A number of employees were cut to 30 hours a week. Some reported taking an additional job to make up the difference. Shaw said those reduced to 30 hours a week are still getting benefits.
Christopher Irish, who finished a 10-month travel nurse contract at ESH in February, said he initially really enjoyed working at the hospital. The chief nursing officer who hired him at the time was Lorissa Nance. Angie Shaw was CEO and Joy Kennedy was ER manager.
“Lorissa and Angie would share stories about the Eureka Springs Hospital and its heyday,” Irish wrote in an email. “The doctors at ESH would care for patients in the ER and move them into a medical surgical floor bed to monitor if needed. At discharge, referring patients to the doctors in the community clinics was natural. The community of Eureka Springs believed in all the doctors. Hospital staff would attend community gatherings like the Halloween Walk. The Eureka Springs fire department’s first choice was ESH.
But Irish said a lot changed in ten months.
“The doctors change often and do not refer patients to community clinics,” Irish said. “Asbury forced employees to do multiple jobs or be fired. The nurses left one by one. There may be two staff nurses on payroll and the rest are travel nurses. Certified Nursing Assistants were made to work in admissions. Lorissa Nance, who was tired of the politics and needed new surroundings after 18 years, quit. Angie chose Jessica Petrino to succeed Lorissa.”
Irish said he wanted to be clear that he continues to support clinical personnel including Shaw, Petrino, Tina Adams, Cassie Hale and Joy Kennedy, and hopes changes will be made to create a healthier working environment.
Regarding employees walking off the job, Shaw said in one case it was because the employee was frustrated with the new Electronic Medical Records program. She admits that it can be challenging learning a new EMR program but said the switch was necessary to get better rates of reimbursements.
Shaw said many employees come from outside of Eureka Springs because people move here to play, not necessarily to work. She also said they have had employees leave to take jobs elsewhere.
“They are chasing a better offer,” Shaw said. “There is also a shortage of nurses here in Eureka and across the country. A lot of nurses have retired, which has compounded the problem. We don’t have a large staff, and we can’t compete with what the travel nurse agencies pay.”
Shaw said the hospital provides lifesaving care but is a business just like any other business. It is not funded by taxpayers and can’t sustain continual losses and remain open.
“There has been some shifting of duties,” Shaw, who stepped in to provide nursing care in the operating room or elsewhere when needed, said. “Right now, we are more stable with our staff.

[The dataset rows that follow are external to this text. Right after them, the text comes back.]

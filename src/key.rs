//! Binding key types for the resolution engine.

use std::any::TypeId;

/// Key for binding storage and lookup.
///
/// Keys uniquely identify bindings in the container. Concrete types are
/// keyed by `TypeId`, named registrations live in their own disjoint
/// namespace, and interfaces (trait objects) are keyed by trait name for
/// disambiguation through the interface index.
///
/// # Examples
///
/// ```rust
/// use bindery::{BindingSet, Resolver};
///
/// let mut bindings = BindingSet::new();
/// bindings.add_instance(8080u32);
/// bindings.add_named_instance("admin_port", 9090u32);
///
/// let container = bindings.build();
///
/// // Resolution uses keys internally
/// let port = container.get::<u32>().unwrap(); // Key::Type
/// let admin = container.get_named::<u32>("admin_port").unwrap(); // Key::TypeNamed
///
/// assert_eq!(*port, 8080);
/// assert_eq!(*admin, 9090);
/// ```
#[derive(Debug, Clone)]
pub enum Key {
    /// Concrete type key with TypeId and type name for diagnostics
    Type(TypeId, &'static str),
    /// Named concrete type key with TypeId, type name, and binding name
    ///
    /// Lives in a namespace disjoint from `Type`: the same type may carry
    /// one default binding and any number of named ones.
    TypeNamed(TypeId, &'static str, &'static str),
    /// Interface key carrying the trait name
    ///
    /// Used by the interface index for best-implementation selection.
    /// Traits have no `TypeId`, so only the name is stored.
    Interface(&'static str),
}

impl Key {
    /// Get the type or trait name for display.
    ///
    /// This is the `std::any::type_name` result, used in error paths and
    /// cycle reports.
    pub fn display_name(&self) -> &'static str {
        match self {
            Key::Type(_, name) => name,
            Key::TypeNamed(_, name, _) => name,
            Key::Interface(name) => name,
        }
    }

    /// Get the binding name for named bindings, or None otherwise.
    pub fn binding_name(&self) -> Option<&'static str> {
        match self {
            Key::Type(_, _) | Key::Interface(_) => None,
            Key::TypeNamed(_, _, name) => Some(name),
        }
    }
}

// TypeId-only comparison for concrete types on the hot path; the stored
// type name is diagnostic only.
impl PartialEq for Key {
    #[inline(always)]
    fn eq(&self, other: &Self) -> bool {
        match (self, other) {
            (Key::Type(a, _), Key::Type(b, _)) => a == b,
            (Key::TypeNamed(a, _, name_a), Key::TypeNamed(b, _, name_b)) => {
                a == b && name_a == name_b
            }
            (Key::Interface(a), Key::Interface(b)) => a == b,
            _ => false,
        }
    }
}

impl Eq for Key {}

impl std::hash::Hash for Key {
    #[inline(always)]
    fn hash<H: std::hash::Hasher>(&self, state: &mut H) {
        match self {
            Key::Type(id, _) => {
                0u8.hash(state);
                id.hash(state);
            }
            Key::TypeNamed(id, _, name) => {
                1u8.hash(state);
                id.hash(state);
                name.hash(state);
            }
            Key::Interface(name) => {
                2u8.hash(state);
                name.hash(state);
            }
        }
    }
}

/// Key for a concrete type.
#[inline(always)]
pub fn key_of<T: 'static>() -> Key {
    Key::Type(TypeId::of::<T>(), std::any::type_name::<T>())
}

/// Key for a named binding of a concrete type.
#[inline(always)]
pub fn named_key_of<T: 'static>(name: &'static str) -> Key {
    Key::TypeNamed(TypeId::of::<T>(), std::any::type_name::<T>(), name)
}

/// Key for an interface (trait object).
#[inline(always)]
pub fn interface_key_of<T: ?Sized + 'static>() -> Key {
    Key::Interface(std::any::type_name::<T>())
}
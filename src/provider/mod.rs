//! Container module: the built, immutable resolution engine.
//!
//! A [`Container`] is produced by [`BindingSet::build`](crate::BindingSet::build)
//! and owns every binding, the interface index, the keyed scope stores,
//! and the container-level teardown hooks.

use std::cell::RefCell;
use std::collections::HashMap;
use std::sync::Arc;

use parking_lot::Mutex;

use crate::binding::{AnyArc, Binding};
use crate::decoration::InstanceDecorator;
use crate::error::{ResolveError, ResolveResult};
use crate::fallback::NamedFallback;
use crate::internal::{BoxFutureUnit, HookBag, ResolutionChain};
use crate::key::{key_of, named_key_of, Key};
use crate::metadata::{BindingMetadata, ProfileFilter};
use crate::scope::ScopeKind;
use crate::traits::{Resolver, ResolverCore};

pub mod context;
pub mod scoped;
mod scope_store;

pub use context::ResolverContext;
pub use scoped::ScopedResolver;

pub(crate) use scope_store::ScopeStore;

/// One qualified implementation of an interface.
///
/// Selection metadata is snapshotted from the backing concrete binding at
/// build time; `produce` resolves the concrete binding through the
/// caller's context (sharing its cache and resolution chain) and coerces
/// the result to the interface.
pub(crate) struct Candidate {
    pub(crate) impl_name: &'static str,
    pub(crate) meta: BindingMetadata,
    pub(crate) produce: CandidateFn,
}

pub(crate) type CandidateFn =
    Arc<dyn for<'a> Fn(&ResolverContext<'a>) -> ResolveResult<AnyArc> + Send + Sync>;

pub(crate) struct ProviderInner {
    pub(crate) registrations: HashMap<Key, Arc<Binding>>,
    pub(crate) interfaces: HashMap<Key, Vec<Candidate>>,
    pub(crate) profiles: Arc<dyn ProfileFilter>,
    pub(crate) decorators: Vec<Arc<dyn InstanceDecorator>>,
    pub(crate) named_fallback: Option<Arc<dyn NamedFallback>>,
    pub(crate) sessions: ScopeStore,
    pub(crate) requests: ScopeStore,
    pub(crate) root_hooks: Mutex<HookBag>,
}

impl Drop for ProviderInner {
    fn drop(&mut self) {
        let pending_hooks = !self.root_hooks.lock().is_empty();
        let open_scopes = self.sessions.active_count() + self.requests.active_count();
        if let Some(leaked) = leak_description(pending_hooks, open_scopes) {
            eprintln!(
                "bindery: container dropped with {}; call close() or close_async() before dropping",
                leaked,
            );
        }
    }
}

/// Names what was still outstanding at drop, or `None` when the
/// container was closed cleanly.
fn leak_description(pending_hooks: bool, open_scopes: usize) -> Option<String> {
    match (pending_hooks, open_scopes) {
        (false, 0) => None,
        (true, 0) => Some("pending teardown hooks".to_string()),
        (false, n) => Some(format!("{} open scope(s)", n)),
        (true, n) => Some(format!("{} open scope(s) and pending teardown hooks", n)),
    }
}

/// The built container: resolves bindings by type, name, and interface.
///
/// Cloning is cheap (`Arc` internally) and every clone shares the same
/// caches, scope stores, and teardown hooks. The container is fully
/// thread-safe; all synchronization is per binding or per scope entry,
/// never a single global lock, so unrelated resolutions do not serialize
/// each other.
///
/// # Examples
///
/// ```
/// use bindery::{BindingSet, Resolver};
/// use std::sync::Arc;
///
/// struct Database { url: String }
/// struct UserService { db: Arc<Database> }
///
/// let mut bindings = BindingSet::new();
/// bindings.add_instance(Database { url: "postgres://localhost".to_string() });
/// bindings.add_prototype_factory::<UserService, _>(|ctx| UserService {
///     db: ctx.get_required::<Database>(),
/// });
///
/// let container = bindings.build();
/// let service = container.get_required::<UserService>();
/// assert_eq!(service.db.url, "postgres://localhost");
/// ```
#[derive(Clone)]
pub struct Container {
    inner: Arc<ProviderInner>,
}

impl Container {
    pub(crate) fn from_inner(inner: ProviderInner) -> Self {
        Self {
            inner: Arc::new(inner),
        }
    }

    pub(crate) fn root_hooks(&self) -> &Mutex<HookBag> {
        &self.inner.root_hooks
    }

    /// Returns a resolver that carries scope keys for session/request
    /// resolution.
    pub fn scoped(&self) -> ScopedResolver {
        ScopedResolver::new(self.clone(), None, None)
    }

    /// Activates a session scope key. Idempotent.
    pub fn begin_session(&self, key: impl Into<String>) {
        self.inner.sessions.begin(key);
    }

    /// Ends a session scope: evicts its cached instances and runs their
    /// teardown hooks in LIFO order.
    pub fn end_session(&self, key: &str) {
        self.inner.sessions.end(key);
    }

    /// Ends a session scope, running async teardown hooks first.
    pub async fn end_session_async(&self, key: &str) {
        self.inner.sessions.end_async(key).await;
    }

    /// Returns `true` while the session key has an active scope.
    pub fn session_active(&self, key: &str) -> bool {
        self.inner.sessions.is_active(key)
    }

    /// Activates a request scope key. Idempotent.
    pub fn begin_request(&self, key: impl Into<String>) {
        self.inner.requests.begin(key);
    }

    /// Ends a request scope: evicts its cached instances and runs their
    /// teardown hooks in LIFO order.
    pub fn end_request(&self, key: &str) {
        self.inner.requests.end(key);
    }

    /// Ends a request scope, running async teardown hooks first.
    pub async fn end_request_async(&self, key: &str) {
        self.inner.requests.end_async(key).await;
    }

    /// Returns `true` while the request key has an active scope.
    pub fn request_active(&self, key: &str) -> bool {
        self.inner.requests.is_active(key)
    }

    /// Clears the cached instance of a container-cached binding so the
    /// next resolution constructs it again. Returns `false` when no such
    /// binding exists.
    ///
    /// Intended for invalidation flows; concurrent callers racing with a
    /// reset may still receive the old instance they already resolved.
    pub fn reset<T: 'static>(&self) -> bool {
        match self.inner.registrations.get(&key_of::<T>()) {
            Some(binding) => {
                binding.reset();
                true
            }
            None => false,
        }
    }

    /// Clears the cached instance of a named container-cached binding.
    pub fn reset_named<T: 'static>(&self, name: &'static str) -> bool {
        match self.inner.registrations.get(&named_key_of::<T>(name)) {
            Some(binding) => {
                binding.reset();
                true
            }
            None => false,
        }
    }

    /// Ends all active scopes and runs container-level teardown hooks in
    /// LIFO order.
    ///
    /// Pending async hooks cannot run here; use
    /// [`close_async`](Self::close_async) when async disposers were
    /// registered.
    pub fn close(&self) {
        self.inner.requests.end_all();
        self.inner.sessions.end_all();
        let mut hooks = self.inner.root_hooks.lock();
        if hooks.has_async() {
            eprintln!(
                "bindery: container closed synchronously with pending async teardown hooks"
            );
        }
        hooks.run_sync_lifo();
    }

    /// Ends all active scopes and runs container-level teardown hooks,
    /// async hooks before sync hooks, each group in LIFO order.
    pub async fn close_async(&self) {
        self.inner.requests.end_all_async().await;
        self.inner.sessions.end_all_async().await;
        let mut bag = std::mem::take(&mut *self.inner.root_hooks.lock());
        bag.run_async_lifo().await;
        bag.run_sync_lifo();
    }

    #[cfg(feature = "diagnostics")]
    /// Returns `true` if the container-cached binding for `T` has been
    /// constructed.
    pub fn is_created<T: 'static>(&self) -> bool {
        self.inner
            .registrations
            .get(&key_of::<T>())
            .map(|binding| binding.is_created())
            .unwrap_or(false)
    }

    pub(crate) fn lookup_metadata(&self, key: &Key) -> ResolveResult<BindingMetadata> {
        self.lookup(key).map(|binding| binding.metadata.clone())
    }

    fn lookup(&self, key: &Key) -> ResolveResult<Arc<Binding>> {
        if let Some(binding) = self.inner.registrations.get(key) {
            return Ok(binding.clone());
        }
        if let Key::TypeNamed(_, type_name, name) = *key {
            return Err(ResolveError::UnresolvedNamed { type_name, name });
        }
        Err(ResolveError::Unresolved(key.display_name()))
    }

    /// Consults the external named-fallback directory for a name the
    /// named namespace does not know.
    fn lookup_named_fallback(&self, key: &Key) -> Option<AnyArc> {
        let fallback = self.inner.named_fallback.as_ref()?;
        match *key {
            Key::TypeNamed(id, type_name, name) => fallback.lookup(id, type_name, name),
            _ => None,
        }
    }

    /// Full resolution algorithm for one key within an in-flight call.
    ///
    /// Cycle check first, then scope-specific caching, decoration last on
    /// every success path including the cached one. A named miss falls
    /// through to the external fallback directory before failing; its
    /// instances are pre-built, so they skip the chain and the state
    /// machine but not decoration.
    pub(crate) fn resolve_in(
        &self,
        key: &Key,
        ctx: &ResolverContext<'_>,
    ) -> ResolveResult<AnyArc> {
        let binding = match self.lookup(key) {
            Ok(binding) => binding,
            Err(miss) => {
                return match self.lookup_named_fallback(key) {
                    Some(instance) => Ok(self.decorate(key, instance)),
                    None => Err(miss),
                };
            }
        };
        ctx.chain_enter(&binding.key)?;
        let result = self.resolve_binding(&binding, ctx);
        ctx.chain_exit(&binding.key);
        let instance = result?;
        Ok(self.decorate(&binding.key, instance))
    }

    fn resolve_binding(
        &self,
        binding: &Arc<Binding>,
        ctx: &ResolverContext<'_>,
    ) -> ResolveResult<AnyArc> {
        match binding.metadata.scope {
            ScopeKind::Singleton | ScopeKind::Application => {
                // Hooks registered during singleton construction belong
                // to the container even when the call came through a
                // keyed scope.
                let root_ctx = ctx.with_hooks(self.root_hooks());
                let (instance, created) = binding.resolve_cached(&root_ctx)?;
                if created {
                    if let Some(pre_destroy) = &binding.pre_destroy {
                        let hook_instance = instance.clone();
                        let pre_destroy = pre_destroy.clone();
                        self.inner
                            .root_hooks
                            .lock()
                            .push_sync(Box::new(move || pre_destroy(&hook_instance)));
                    }
                }
                Ok(instance)
            }
            ScopeKind::Prototype => binding.construct(ctx),
            ScopeKind::Session => {
                self.inner
                    .sessions
                    .get_or_create(ctx.session_key(), binding, ctx)
            }
            ScopeKind::Request => {
                self.inner
                    .requests
                    .get_or_create(ctx.request_key(), binding, ctx)
            }
        }
    }

    /// Interface disambiguation within an in-flight call.
    pub(crate) fn resolve_best_in(
        &self,
        key: &Key,
        ctx: &ResolverContext<'_>,
    ) -> ResolveResult<AnyArc> {
        let candidates = self
            .inner
            .interfaces
            .get(key)
            .filter(|list| !list.is_empty())
            .ok_or_else(|| ResolveError::Unresolved(key.display_name()))?;
        let winner = self.select_best(key, candidates)?;
        ctx.chain_enter(key)?;
        let result = (winner.produce)(ctx);
        ctx.chain_exit(key);
        let instance = result?;
        Ok(self.decorate(key, instance))
    }

    /// Tie-break rule: primary beats non-primary regardless of priority;
    /// among primaries the highest priority wins; any remaining tie is an
    /// ambiguity error, never an arbitrary pick. Without a primary,
    /// exactly one profile-qualified candidate must remain.
    fn select_best<'c>(
        &self,
        key: &Key,
        candidates: &'c [Candidate],
    ) -> ResolveResult<&'c Candidate> {
        let ambiguous = || ResolveError::Ambiguous {
            interface: key.display_name(),
            candidates: candidates.iter().map(|c| c.impl_name).collect(),
        };

        let primaries: Vec<&Candidate> =
            candidates.iter().filter(|c| c.meta.primary).collect();
        if !primaries.is_empty() {
            let top = primaries
                .iter()
                .map(|c| c.meta.priority)
                .max()
                .unwrap_or(i32::MIN);
            let mut winners = primaries.iter().filter(|c| c.meta.priority == top);
            return match (winners.next(), winners.next()) {
                (Some(winner), None) => Ok(*winner),
                _ => Err(ambiguous()),
            };
        }

        let mut eligible = candidates.iter().filter(|c| match &c.meta.profile {
            None => true,
            Some(profile) => self.inner.profiles.is_active(profile),
        });
        match (eligible.next(), eligible.next()) {
            (Some(winner), None) => Ok(winner),
            _ => Err(ambiguous()),
        }
    }

    fn decorate(&self, key: &Key, instance: AnyArc) -> AnyArc {
        self.inner
            .decorators
            .iter()
            .fold(instance, |inst, decorator| decorator.decorate(key, inst))
    }
}

impl ResolverCore for Container {
    fn resolve_key(&self, key: &Key) -> ResolveResult<AnyArc> {
        let chain = RefCell::new(ResolutionChain::new());
        let ctx = ResolverContext::new(self, &chain, self.root_hooks(), None, None);
        self.resolve_in(key, &ctx)
    }

    fn resolve_best(&self, key: &Key) -> ResolveResult<AnyArc> {
        let chain = RefCell::new(ResolutionChain::new());
        let ctx = ResolverContext::new(self, &chain, self.root_hooks(), None, None);
        self.resolve_best_in(key, &ctx)
    }

    fn binding_metadata(&self, key: &Key) -> ResolveResult<BindingMetadata> {
        self.lookup_metadata(key)
    }

    fn detached(&self) -> ScopedResolver {
        ScopedResolver::new(self.clone(), None, None)
    }

    fn push_sync_hook(&self, f: Box<dyn FnOnce() + Send>) {
        self.inner.root_hooks.lock().push_sync(f);
    }

    fn push_async_hook(&self, f: Box<dyn FnOnce() -> BoxFutureUnit + Send>) {
        self.inner.root_hooks.lock().push_async(f);
    }
}

impl Resolver for Container {}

One certified nursing assistant has started nursing school. We always try to support growing our staff family. It doesn’t always work out, but they can be because of choices of the staff members. For example, a nurse may want to work in labor and delivery, and we don’t deliver babies here.”
“A lot of the rules weren’t written,” Shaw said. “I think we are moving in the right direction. Healthcare in general is very challenging right now. We were bleeding red before the transition. We are still climbing out of the holes created by Covid 19. We are capturing more of the emergency room charges. And we are expanding using the clinic and working to have more specialties available through telemedicine. This hospital and this community have and will continue to be a top priority of mine and I work tirelessly to ensure it remains a resource for the community.”
Shaw was fired on Nov. 1.
Turner said the investigation of personnel problems continues. Commissioners made the decision to fire Shaw in an executive session Nov. 1 and declined to comment, which is standard procedure for public entities dealing with personnel issues.